# INSTRUCTIONS FOR THE TASK:
Using the data below, copy each line that includes the word "SyncState".

==== WORKING DATA ====

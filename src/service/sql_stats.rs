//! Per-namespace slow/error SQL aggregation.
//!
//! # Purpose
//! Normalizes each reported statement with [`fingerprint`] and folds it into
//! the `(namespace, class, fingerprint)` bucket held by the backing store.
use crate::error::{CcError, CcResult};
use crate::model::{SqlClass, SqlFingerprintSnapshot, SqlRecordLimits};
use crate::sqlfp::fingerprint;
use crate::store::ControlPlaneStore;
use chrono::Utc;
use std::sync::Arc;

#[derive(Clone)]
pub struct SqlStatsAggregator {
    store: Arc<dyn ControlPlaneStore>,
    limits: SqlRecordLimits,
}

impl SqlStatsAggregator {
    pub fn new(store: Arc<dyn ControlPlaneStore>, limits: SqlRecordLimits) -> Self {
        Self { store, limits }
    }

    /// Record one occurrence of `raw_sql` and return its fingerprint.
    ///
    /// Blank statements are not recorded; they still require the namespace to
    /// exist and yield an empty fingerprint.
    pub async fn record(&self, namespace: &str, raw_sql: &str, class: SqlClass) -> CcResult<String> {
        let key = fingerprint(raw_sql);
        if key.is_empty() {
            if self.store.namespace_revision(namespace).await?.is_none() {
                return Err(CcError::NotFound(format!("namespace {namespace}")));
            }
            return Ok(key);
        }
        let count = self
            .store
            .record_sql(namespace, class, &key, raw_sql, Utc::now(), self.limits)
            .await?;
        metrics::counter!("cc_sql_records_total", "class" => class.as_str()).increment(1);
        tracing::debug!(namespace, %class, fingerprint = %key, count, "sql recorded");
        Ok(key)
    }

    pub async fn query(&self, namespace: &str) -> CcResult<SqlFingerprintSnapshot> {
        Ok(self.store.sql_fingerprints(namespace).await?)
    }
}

====
==== WORKING DATA ====

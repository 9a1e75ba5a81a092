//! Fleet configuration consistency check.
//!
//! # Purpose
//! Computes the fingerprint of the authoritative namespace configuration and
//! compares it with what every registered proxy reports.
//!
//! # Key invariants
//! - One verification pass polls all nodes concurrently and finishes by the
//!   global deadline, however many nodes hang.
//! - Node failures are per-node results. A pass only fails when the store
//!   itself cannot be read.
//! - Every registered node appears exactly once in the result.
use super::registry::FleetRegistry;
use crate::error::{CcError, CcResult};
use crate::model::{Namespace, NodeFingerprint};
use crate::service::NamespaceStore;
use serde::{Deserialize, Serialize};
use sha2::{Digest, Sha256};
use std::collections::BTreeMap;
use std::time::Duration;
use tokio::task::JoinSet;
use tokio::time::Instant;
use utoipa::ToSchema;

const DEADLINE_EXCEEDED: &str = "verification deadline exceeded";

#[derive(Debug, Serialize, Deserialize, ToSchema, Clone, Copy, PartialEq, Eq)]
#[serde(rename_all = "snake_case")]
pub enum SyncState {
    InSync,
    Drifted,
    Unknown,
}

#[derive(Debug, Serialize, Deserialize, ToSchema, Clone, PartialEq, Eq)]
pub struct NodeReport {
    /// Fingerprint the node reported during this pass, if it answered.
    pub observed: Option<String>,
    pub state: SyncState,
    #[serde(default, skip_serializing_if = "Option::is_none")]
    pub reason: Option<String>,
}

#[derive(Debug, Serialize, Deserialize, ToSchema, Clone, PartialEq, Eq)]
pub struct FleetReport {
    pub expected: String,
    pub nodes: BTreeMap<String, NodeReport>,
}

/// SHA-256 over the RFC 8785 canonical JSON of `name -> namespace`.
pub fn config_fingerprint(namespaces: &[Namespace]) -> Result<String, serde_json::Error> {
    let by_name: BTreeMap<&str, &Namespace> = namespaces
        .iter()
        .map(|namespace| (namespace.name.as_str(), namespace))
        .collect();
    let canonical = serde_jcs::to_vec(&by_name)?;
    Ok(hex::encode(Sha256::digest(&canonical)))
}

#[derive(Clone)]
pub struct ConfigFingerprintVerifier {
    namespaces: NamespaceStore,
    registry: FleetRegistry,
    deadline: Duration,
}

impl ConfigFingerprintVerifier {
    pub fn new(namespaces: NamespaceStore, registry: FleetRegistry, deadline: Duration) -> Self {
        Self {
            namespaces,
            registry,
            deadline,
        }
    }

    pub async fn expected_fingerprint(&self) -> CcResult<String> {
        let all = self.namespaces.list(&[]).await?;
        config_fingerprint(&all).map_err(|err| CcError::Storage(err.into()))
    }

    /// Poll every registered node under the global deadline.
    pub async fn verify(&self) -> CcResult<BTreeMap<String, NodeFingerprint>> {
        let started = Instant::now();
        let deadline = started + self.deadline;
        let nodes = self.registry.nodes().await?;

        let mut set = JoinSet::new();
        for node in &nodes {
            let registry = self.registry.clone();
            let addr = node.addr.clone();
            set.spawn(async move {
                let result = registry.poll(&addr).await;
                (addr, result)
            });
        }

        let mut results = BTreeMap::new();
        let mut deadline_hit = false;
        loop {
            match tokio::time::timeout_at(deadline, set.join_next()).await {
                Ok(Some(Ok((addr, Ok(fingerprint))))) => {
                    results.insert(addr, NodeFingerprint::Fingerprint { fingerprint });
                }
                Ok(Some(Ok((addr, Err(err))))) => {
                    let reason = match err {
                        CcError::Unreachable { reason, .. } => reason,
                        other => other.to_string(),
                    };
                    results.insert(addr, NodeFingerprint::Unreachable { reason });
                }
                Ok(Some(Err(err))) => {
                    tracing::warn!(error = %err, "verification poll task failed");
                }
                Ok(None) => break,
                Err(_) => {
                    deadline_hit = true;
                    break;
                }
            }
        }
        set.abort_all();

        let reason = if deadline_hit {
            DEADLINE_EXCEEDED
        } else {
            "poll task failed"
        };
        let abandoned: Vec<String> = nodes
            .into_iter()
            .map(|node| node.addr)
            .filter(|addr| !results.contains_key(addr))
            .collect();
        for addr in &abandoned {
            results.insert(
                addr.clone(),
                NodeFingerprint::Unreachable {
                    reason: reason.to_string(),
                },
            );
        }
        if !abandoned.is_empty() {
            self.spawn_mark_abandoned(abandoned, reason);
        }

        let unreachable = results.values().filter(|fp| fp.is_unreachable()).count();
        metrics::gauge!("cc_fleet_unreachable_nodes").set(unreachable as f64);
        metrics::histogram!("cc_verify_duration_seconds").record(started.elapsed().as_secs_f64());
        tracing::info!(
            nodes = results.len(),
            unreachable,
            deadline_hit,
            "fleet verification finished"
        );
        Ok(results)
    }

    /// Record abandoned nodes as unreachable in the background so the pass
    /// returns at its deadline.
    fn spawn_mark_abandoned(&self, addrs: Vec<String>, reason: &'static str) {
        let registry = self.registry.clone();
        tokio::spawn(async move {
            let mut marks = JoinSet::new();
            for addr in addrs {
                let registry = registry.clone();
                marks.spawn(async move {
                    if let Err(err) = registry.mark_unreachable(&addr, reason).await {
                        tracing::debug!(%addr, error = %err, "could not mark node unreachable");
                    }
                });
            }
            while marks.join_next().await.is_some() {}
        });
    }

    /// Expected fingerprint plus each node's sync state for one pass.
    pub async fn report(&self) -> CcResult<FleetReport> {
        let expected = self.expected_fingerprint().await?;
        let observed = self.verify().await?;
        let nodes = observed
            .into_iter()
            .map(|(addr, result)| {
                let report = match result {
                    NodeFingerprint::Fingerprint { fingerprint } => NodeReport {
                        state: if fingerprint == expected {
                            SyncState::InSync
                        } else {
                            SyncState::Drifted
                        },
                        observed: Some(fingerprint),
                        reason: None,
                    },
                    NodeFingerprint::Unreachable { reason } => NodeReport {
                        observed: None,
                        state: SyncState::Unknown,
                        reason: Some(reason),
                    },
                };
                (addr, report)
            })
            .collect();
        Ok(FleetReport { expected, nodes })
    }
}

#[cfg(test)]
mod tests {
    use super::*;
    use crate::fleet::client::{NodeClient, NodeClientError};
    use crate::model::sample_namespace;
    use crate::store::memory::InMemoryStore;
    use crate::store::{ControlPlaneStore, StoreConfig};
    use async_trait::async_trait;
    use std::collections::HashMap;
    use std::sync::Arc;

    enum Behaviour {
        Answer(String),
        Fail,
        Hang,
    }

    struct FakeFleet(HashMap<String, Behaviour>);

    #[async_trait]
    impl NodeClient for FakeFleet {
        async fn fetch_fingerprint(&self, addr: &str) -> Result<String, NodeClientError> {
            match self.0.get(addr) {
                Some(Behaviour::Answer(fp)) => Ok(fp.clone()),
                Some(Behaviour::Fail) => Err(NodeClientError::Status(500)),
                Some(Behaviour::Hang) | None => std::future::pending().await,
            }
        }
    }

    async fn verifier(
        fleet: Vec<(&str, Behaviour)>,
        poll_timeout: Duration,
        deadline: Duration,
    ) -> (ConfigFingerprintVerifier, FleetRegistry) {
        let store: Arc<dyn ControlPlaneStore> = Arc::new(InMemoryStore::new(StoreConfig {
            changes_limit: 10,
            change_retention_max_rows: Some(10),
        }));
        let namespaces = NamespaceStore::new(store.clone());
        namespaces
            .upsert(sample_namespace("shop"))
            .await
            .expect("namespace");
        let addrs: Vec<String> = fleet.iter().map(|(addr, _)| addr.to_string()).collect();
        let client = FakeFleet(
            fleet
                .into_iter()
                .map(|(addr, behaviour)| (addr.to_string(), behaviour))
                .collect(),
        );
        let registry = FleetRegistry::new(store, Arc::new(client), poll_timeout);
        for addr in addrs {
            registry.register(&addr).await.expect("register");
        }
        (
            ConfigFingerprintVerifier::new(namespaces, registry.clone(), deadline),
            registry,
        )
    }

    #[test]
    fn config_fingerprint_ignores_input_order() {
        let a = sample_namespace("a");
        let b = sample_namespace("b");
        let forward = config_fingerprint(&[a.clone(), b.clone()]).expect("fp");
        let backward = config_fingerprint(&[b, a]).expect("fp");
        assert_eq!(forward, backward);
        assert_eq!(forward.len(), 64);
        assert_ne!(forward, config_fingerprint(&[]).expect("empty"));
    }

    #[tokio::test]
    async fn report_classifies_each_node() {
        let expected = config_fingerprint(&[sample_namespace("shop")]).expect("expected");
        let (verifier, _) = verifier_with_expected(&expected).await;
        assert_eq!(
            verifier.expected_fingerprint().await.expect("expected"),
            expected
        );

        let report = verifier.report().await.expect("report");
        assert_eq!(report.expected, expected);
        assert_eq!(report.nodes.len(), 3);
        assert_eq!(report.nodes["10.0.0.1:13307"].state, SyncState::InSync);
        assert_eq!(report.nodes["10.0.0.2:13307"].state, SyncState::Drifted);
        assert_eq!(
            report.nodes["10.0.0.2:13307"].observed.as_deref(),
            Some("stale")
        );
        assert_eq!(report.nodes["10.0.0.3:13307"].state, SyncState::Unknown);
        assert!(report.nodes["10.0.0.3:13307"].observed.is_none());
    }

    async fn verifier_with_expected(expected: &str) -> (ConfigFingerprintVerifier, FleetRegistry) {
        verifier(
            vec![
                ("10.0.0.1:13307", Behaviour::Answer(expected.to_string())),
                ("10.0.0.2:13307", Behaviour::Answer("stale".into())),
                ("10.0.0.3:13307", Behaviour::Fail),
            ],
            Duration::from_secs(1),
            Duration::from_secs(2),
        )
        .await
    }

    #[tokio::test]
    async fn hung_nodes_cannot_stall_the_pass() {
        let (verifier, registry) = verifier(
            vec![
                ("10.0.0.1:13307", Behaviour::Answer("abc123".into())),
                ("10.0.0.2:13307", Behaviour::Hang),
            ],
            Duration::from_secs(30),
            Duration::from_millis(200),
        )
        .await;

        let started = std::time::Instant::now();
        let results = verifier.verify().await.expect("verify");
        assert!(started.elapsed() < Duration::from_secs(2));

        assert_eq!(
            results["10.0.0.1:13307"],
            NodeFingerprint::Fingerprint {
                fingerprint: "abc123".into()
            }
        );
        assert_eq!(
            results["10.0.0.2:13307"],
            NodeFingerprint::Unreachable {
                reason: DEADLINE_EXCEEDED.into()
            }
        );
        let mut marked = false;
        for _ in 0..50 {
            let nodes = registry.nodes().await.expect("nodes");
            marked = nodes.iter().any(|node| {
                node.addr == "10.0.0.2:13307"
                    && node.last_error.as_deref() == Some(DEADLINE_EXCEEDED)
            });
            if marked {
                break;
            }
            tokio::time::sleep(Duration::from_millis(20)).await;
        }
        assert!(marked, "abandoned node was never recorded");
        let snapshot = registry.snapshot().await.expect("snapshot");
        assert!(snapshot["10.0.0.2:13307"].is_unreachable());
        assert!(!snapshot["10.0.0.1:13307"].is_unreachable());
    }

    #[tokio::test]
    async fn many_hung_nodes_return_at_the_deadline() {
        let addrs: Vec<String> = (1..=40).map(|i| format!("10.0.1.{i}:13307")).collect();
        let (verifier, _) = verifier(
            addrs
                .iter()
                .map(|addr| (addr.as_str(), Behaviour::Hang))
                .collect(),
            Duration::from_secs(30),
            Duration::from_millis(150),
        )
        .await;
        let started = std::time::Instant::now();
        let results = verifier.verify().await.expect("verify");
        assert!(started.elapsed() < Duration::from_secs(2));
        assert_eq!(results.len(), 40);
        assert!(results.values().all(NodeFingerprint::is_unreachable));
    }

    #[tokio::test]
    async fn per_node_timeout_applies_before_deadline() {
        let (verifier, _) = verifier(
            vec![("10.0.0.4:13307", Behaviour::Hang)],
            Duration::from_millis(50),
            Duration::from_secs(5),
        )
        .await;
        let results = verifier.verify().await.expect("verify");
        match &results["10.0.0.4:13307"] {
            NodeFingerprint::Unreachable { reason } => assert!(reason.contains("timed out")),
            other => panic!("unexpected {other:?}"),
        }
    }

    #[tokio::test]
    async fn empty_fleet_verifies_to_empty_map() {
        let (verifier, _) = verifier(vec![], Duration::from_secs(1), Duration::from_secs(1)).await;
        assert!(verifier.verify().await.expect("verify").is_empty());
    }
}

====
==== WORKING DATA ====

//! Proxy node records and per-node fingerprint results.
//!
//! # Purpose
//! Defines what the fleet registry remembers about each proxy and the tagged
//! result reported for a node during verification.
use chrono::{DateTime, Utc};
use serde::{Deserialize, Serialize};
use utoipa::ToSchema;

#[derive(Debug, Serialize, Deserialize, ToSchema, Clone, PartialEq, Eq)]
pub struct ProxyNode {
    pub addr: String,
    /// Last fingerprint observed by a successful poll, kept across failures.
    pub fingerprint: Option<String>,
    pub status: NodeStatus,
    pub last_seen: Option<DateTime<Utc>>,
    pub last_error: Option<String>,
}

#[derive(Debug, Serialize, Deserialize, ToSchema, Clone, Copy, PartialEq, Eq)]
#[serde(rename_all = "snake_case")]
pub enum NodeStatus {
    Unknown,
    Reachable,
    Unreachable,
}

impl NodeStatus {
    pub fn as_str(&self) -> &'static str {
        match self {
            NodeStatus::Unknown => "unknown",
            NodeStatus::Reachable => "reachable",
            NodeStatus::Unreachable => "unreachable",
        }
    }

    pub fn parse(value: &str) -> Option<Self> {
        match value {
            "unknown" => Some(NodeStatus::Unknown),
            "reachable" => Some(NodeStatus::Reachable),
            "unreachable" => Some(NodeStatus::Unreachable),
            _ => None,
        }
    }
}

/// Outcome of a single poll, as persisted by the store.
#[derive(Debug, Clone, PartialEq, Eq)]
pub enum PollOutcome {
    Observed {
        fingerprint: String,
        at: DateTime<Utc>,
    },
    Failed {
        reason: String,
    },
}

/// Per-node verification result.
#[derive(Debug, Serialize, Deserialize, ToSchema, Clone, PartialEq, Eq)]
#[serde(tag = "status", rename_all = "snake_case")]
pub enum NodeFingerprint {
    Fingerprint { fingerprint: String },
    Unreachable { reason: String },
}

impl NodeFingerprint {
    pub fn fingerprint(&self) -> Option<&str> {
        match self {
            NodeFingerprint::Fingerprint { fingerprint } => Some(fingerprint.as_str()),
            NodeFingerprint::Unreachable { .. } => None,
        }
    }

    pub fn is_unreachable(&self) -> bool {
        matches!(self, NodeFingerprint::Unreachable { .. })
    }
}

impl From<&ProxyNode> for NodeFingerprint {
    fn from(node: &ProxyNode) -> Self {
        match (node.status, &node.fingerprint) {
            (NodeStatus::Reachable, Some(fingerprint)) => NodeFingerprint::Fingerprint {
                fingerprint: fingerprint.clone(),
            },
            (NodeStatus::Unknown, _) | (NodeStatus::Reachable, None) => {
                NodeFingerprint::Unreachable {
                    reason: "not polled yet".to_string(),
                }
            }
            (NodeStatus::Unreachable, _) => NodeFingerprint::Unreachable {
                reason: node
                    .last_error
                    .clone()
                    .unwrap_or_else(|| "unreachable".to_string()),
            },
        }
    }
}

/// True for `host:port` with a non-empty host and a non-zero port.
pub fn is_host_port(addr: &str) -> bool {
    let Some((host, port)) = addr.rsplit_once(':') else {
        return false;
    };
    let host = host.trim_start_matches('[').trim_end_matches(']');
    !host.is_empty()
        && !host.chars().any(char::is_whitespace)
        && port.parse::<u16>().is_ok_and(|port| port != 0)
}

====

# SOLVED EXERCISE:
pub enum SyncState {
    pub state: SyncState,
                            SyncState::InSync
                            SyncState::Drifted
                        state: SyncState::Unknown,
        assert_eq!(report.nodes["10.0.0.1:13307"].state, SyncState::InSync);
        assert_eq!(report.nodes["10.0.0.2:13307"].state, SyncState::Drifted);
        assert_eq!(report.nodes["10.0.0.3:13307"].state, SyncState::Unknown);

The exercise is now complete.